From: Konrad Eisele <eiselekd@gmail.com>
To: Christopher Li <sparse@chrisli.org>
Cc: Konrad Eisele <konrad@gaisler.com>, linux-sparse@vger.kernel.org
Subject: Re: dependency tee from c parser entities downto token
Date: Sat, 05 May 2012 10:54:46 +0200	[thread overview]
Message-ID: <4FA4EAD6.1040206@gmail.com> (raw)
In-Reply-To: <CANeU7QmzTDarO9xD7NiRsaSasQnVQug6LFCCp9ud0vuBcekS8Q@mail.gmail.com>

On 05/05/2012 01:05 AM, Christopher Li wrote:
> On Fri, May 4, 2012 at 2:46 PM, Konrad Eisele<eiselekd@gmail.com>  wrote:
>>
>> Nice to hear this.
>> When I talk about macro dependency I mean not only the
>> macro expansion trace. I mean:
>>   (1). The #if (and #include) nestings (with dependencies
>>        pointing to the macros used in the proprocessor line)
>>   (2). The macro expansion trace
>>   (3). The connection 1+2 into the AST.
>> Your macro_expand() hook addresses (2) only, but I cant
>> see how all the extra context for each token can be saved
>> in that sheme.
>
> That is much better. There is two separate problem here.
> One is keep track of all the macro expand history so you can
> trace back the token back to the original form. I believe my
> description of the macro_expand hook should take care of that.

Ok, I'll try to implement it the way you suggest, coding macro-
expansion into token.pos See (Concerning (2)). Tell me weather
I can start implementing the scheme stated below (at least for
(Concerning (2)). I would add 3 hooks as stated in "Conclusion:" of
section "Concerning (2)". Can you give the ok to go?

Concerning (1): You didnt comment on this point.
------------------------------------------------

I would need a list-based-pushdown-stack. Each entry would
register calls to lookup_macro() when inside a # preprocessor
line. Then an mechanism has to be implemented to tag each
token with an entry in the pushdown stack (which builds up a
tree). I guess that you dont want a pointer in struct token :-)
so maybe the pushdown stack can define start-pos and when popped
end-pos and use these "ranges" to match tokens.
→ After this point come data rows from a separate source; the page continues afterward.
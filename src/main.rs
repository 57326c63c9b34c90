mod app;
mod color;
mod data;
mod state;
mod ui;

use app::CollisionApp;
use eframe::egui;

fn main() -> eframe::Result {
    env_logger::init();

    let options = eframe::NativeOptions {
        viewport: egui::ViewportBuilder::default()
            .with_inner_size([1200.0, 800.0])
            .with_min_inner_size([600.0, 400.0]),
        ..Default::default()
    };

    eframe::run_native(
        "Crashview – NYC Collision Explorer",
        options,
        Box::new(|_cc| Ok(Box::new(CollisionApp::new()))),
    )
}
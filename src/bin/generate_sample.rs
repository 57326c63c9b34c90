use std::sync::Arc;

use arrow::array::{Float64Array, Int64Array, StringArray};
use arrow::datatypes::{DataType, Field, Schema};
use arrow::record_batch::RecordBatch;
use chrono::{Duration, NaiveDate};
use parquet::arrow::ArrowWriter;

/// Minimal deterministic PRNG (xoshiro256**)
struct SimpleRng {
    state: [u64; 4],
}

impl SimpleRng {
    fn new(seed: u64) -> Self {
        let mut s = [0u64; 4];
        let mut x = seed;
        for slot in &mut s {
            x = x.wrapping_mul(6364136223846793005).wrapping_add(1);
            *slot = x;
        }
        SimpleRng { state: s }
    }

    fn next_u64(&mut self) -> u64 {
        let result = (self.state[1].wrapping_mul(5))
            .rotate_left(7)
            .wrapping_mul(9);
        let t = self.state[1] << 17;
        self.state[2] ^= self.state[0];
        self.state[3] ^= self.state[1];
        self.state[1] ^= self.state[2];
        self.state[0] ^= self.state[3];
        self.state[2] ^= t;
        self.state[3] = self.state[3].rotate_left(45);
        result
    }

    fn next_f64(&mut self) -> f64 {
        (self.next_u64() >> 11) as f64 / (1u64 << 53) as f64
    }

    /// Box-Muller transform for normal distribution
    fn gauss(&mut self, mean: f64, std_dev: f64) -> f64 {
        let u1 = self.next_f64().max(1e-15);
        let u2 = self.next_f64();
        let z = (-2.0 * u1.ln()).sqrt() * (2.0 * std::f64::consts::PI * u2).cos();
        mean + std_dev * z
    }
}

/// One borough cluster: center coordinates, spread, and arterial streets.
struct Borough {
    lat: f64,
    lon: f64,
    spread: f64,
    streets: &'static [&'static str],
}

const BOROUGHS: [Borough; 5] = [
    Borough {
        lat: 40.7831,
        lon: -73.9712,
        spread: 0.020,
        streets: &["BROADWAY", "AMSTERDAM AVENUE", "LEXINGTON AVENUE", "CANAL STREET"],
    },
    Borough {
        lat: 40.6782,
        lon: -73.9442,
        spread: 0.035,
        streets: &["ATLANTIC AVENUE", "FLATBUSH AVENUE", "LINDEN BOULEVARD", "OCEAN PARKWAY"],
    },
    Borough {
        lat: 40.7282,
        lon: -73.7949,
        spread: 0.045,
        streets: &["QUEENS BOULEVARD", "NORTHERN BOULEVARD", "WOODHAVEN BOULEVARD"],
    },
    Borough {
        lat: 40.8448,
        lon: -73.8648,
        spread: 0.030,
        streets: &["GRAND CONCOURSE", "EAST TREMONT AVENUE", "WEBSTER AVENUE"],
    },
    Borough {
        lat: 40.5795,
        lon: -74.1502,
        spread: 0.040,
        streets: &["HYLAN BOULEVARD", "RICHMOND AVENUE", "VICTORY BOULEVARD"],
    },
];

/// Hourly crash frequency weights, roughly matching the real rush-hour
/// profile.
const HOUR_WEIGHTS: [u32; 24] = [
    2, 1, 1, 1, 1, 2, 4, 7, 9, 7, 6, 6, 7, 7, 8, 9, 10, 11, 10, 8, 6, 5, 4, 3,
];

fn pick_hour(rng: &mut SimpleRng) -> u32 {
    let total: u32 = HOUR_WEIGHTS.iter().sum();
    let mut target = (rng.next_f64() * total as f64) as u32;
    for (hour, &w) in HOUR_WEIGHTS.iter().enumerate() {
        if target < w {
            return hour as u32;
        }
        target -= w;
    }
    23
}

fn injury_count(rng: &mut SimpleRng, p_one: f64) -> u32 {
    let r = rng.next_f64();
    if r < p_one {
        1
    } else if r < p_one * 1.2 {
        2
    } else if r < p_one * 1.25 {
        3
    } else {
        0
    }
}

/// One generated row; `latitude`/`longitude`/`street` are optional to mimic
/// the incomplete rows of the real export.
struct Row {
    date: String,
    time: String,
    latitude: Option<f64>,
    longitude: Option<f64>,
    persons: i64,
    pedestrians: i64,
    cyclists: i64,
    motorists: i64,
    street: Option<&'static str>,
}

fn generate_rows(rng: &mut SimpleRng, n: usize) -> Vec<Row> {
    let start = NaiveDate::from_ymd_opt(2021, 1, 1).unwrap();
    let mut rows = Vec::with_capacity(n);

    for _ in 0..n {
        let borough = &BOROUGHS[(rng.next_f64() * BOROUGHS.len() as f64) as usize % BOROUGHS.len()];

        let date = start + Duration::days((rng.next_f64() * 365.0) as i64);
        let hour = pick_hour(rng);
        let minute = (rng.next_f64() * 60.0) as u32 % 60;

        // ~4% of rows lack coordinates, ~10% lack a street name.
        let has_coords = rng.next_f64() >= 0.04;
        let latitude = has_coords.then(|| rng.gauss(borough.lat, borough.spread));
        let longitude = has_coords.then(|| rng.gauss(borough.lon, borough.spread));
        let street = (rng.next_f64() >= 0.10)
            .then(|| borough.streets[(rng.next_f64() * borough.streets.len() as f64) as usize
                % borough.streets.len()]);

        let pedestrians = injury_count(rng, 0.06) as i64;
        let cyclists = injury_count(rng, 0.04) as i64;
        let motorists = injury_count(rng, 0.12) as i64;
        let occupants = injury_count(rng, 0.05) as i64;

        rows.push(Row {
            date: date.format("%m/%d/%Y").to_string(),
            time: format!("{hour}:{minute:02}"),
            latitude,
            longitude,
            persons: pedestrians + cyclists + motorists + occupants,
            pedestrians,
            cyclists,
            motorists,
            street,
        });
    }

    rows
}

fn write_csv(rows: &[Row], path: &str) {
    let mut writer = csv::Writer::from_path(path).expect("Failed to create CSV file");
    writer
        .write_record([
            "CRASH DATE",
            "CRASH TIME",
            "LATITUDE",
            "LONGITUDE",
            "NUMBER OF PERSONS INJURED",
            "NUMBER OF PEDESTRIANS INJURED",
            "NUMBER OF CYCLIST INJURED",
            "NUMBER OF MOTORIST INJURED",
            "ON STREET NAME",
        ])
        .expect("Failed to write CSV header");

    for row in rows {
        writer
            .write_record([
                row.date.clone(),
                row.time.clone(),
                row.latitude.map(|v| format!("{v:.6}")).unwrap_or_default(),
                row.longitude.map(|v| format!("{v:.6}")).unwrap_or_default(),
                row.persons.to_string(),
                row.pedestrians.to_string(),
                row.cyclists.to_string(),
                row.motorists.to_string(),
                row.street.unwrap_or_default().to_string(),
            ])
            .expect("Failed to write CSV row");
    }
    writer.flush().expect("Failed to flush CSV");
}

fn write_parquet(rows: &[Row], path: &str) {
    let schema = Arc::new(Schema::new(vec![
        Field::new("CRASH DATE", DataType::Utf8, false),
        Field::new("CRASH TIME", DataType::Utf8, false),
        Field::new("LATITUDE", DataType::Float64, true),
        Field::new("LONGITUDE", DataType::Float64, true),
        Field::new("NUMBER OF PERSONS INJURED", DataType::Int64, false),
        Field::new("NUMBER OF PEDESTRIANS INJURED", DataType::Int64, false),
        Field::new("NUMBER OF CYCLIST INJURED", DataType::Int64, false),
        Field::new("NUMBER OF MOTORIST INJURED", DataType::Int64, false),
        Field::new("ON STREET NAME", DataType::Utf8, true),
    ]));

    let batch = RecordBatch::try_new(
        schema.clone(),
        vec![
            Arc::new(StringArray::from(
                rows.iter().map(|r| r.date.as_str()).collect::<Vec<_>>(),
            )),
            Arc::new(StringArray::from(
                rows.iter().map(|r| r.time.as_str()).collect::<Vec<_>>(),
            )),
            Arc::new(Float64Array::from(
                rows.iter().map(|r| r.latitude).collect::<Vec<_>>(),
            )),
            Arc::new(Float64Array::from(
                rows.iter().map(|r| r.longitude).collect::<Vec<_>>(),
            )),
            Arc::new(Int64Array::from(
                rows.iter().map(|r| r.persons).collect::<Vec<_>>(),
            )),
            Arc::new(Int64Array::from(
                rows.iter().map(|r| r.pedestrians).collect::<Vec<_>>(),
            )),
            Arc::new(Int64Array::from(
                rows.iter().map(|r| r.cyclists).collect::<Vec<_>>(),
            )),
            Arc::new(Int64Array::from(
                rows.iter().map(|r| r.motorists).collect::<Vec<_>>(),
            )),
            Arc::new(StringArray::from(
                rows.iter().map(|r| r.street).collect::<Vec<_>>(),
            )),
        ],
    )
    .expect("Failed to create RecordBatch");

    let file = std::fs::File::create(path).expect("Failed to create output file");
    let mut writer = ArrowWriter::try_new(file, schema, None).expect("Failed to create writer");
    writer.write(&batch).expect("Failed to write batch");
    writer.close().expect("Failed to close writer");
}

fn main() {
    let mut rng = SimpleRng::new(42);
    let rows = generate_rows(&mut rng, 7500);

    std::fs::create_dir_all("data").expect("Failed to create data directory");
    write_csv(&rows, "data/collisions.csv");
    write_parquet(&rows, "data/collisions.parquet");

    let with_coords = rows.iter().filter(|r| r.latitude.is_some()).count();
    println!(
        "Wrote {} collisions ({} with coordinates) to data/collisions.csv and data/collisions.parquet",
        rows.len(),
        with_coords
    );
}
I would need hooks for this in the # preprocessor line locations.

Concerning (2): Macro expansion trace using token.<pos>
-------------------------------------------------------

I've thought about how to fit in macro_expand and stuffing
macro trace into <pos>. Below is my sketch how I would record
a macro expansion. p[] is the array of preprocessor-"lines",
rather, it is an array of PP_struct (see below) with extra info
needed for each line. PP_struct.copy is the copy of the array of
tokens involved.

Annotation: p[x] denotes the stuffing of the macrotrace into
position.stream==preprocess,position.line==pp-line.
Tokenlists are written with "." between: tok0 . tok1 . ...
Under the tokenlists I have written below each token its
token.pos in p[x] notation, when token.pos is from file-scope
I have written a range, i.e [a.h:1:23..a.h:1:45] so not to
have write it for each token.

Note that a reference to p[] in p[x] notation only references
the "start" of the  PP_struct.copy. An uique identification
of the "source" token might not always be possible because
of disambiguities, so when doing a copy of the  tokens in
PP_struct.copy I might use an extended version of struct token
to also include an offset.

----- file a.h start -----
#define D0(d0a0,d0a1) 1 D1(d0a0) 2 D2(d0a1) 3
#define D1(d1a0) 4 d1a0 5
#define D2(d2a0) 6 d2a0 7
#define D3(d3a0) 8 d3a0 9
D0(D3(10),11)
----- file a.h end   .....

Preprocessor output (gcc -E a.h): "1 4 8 10 9 5 2 6 11 7 3"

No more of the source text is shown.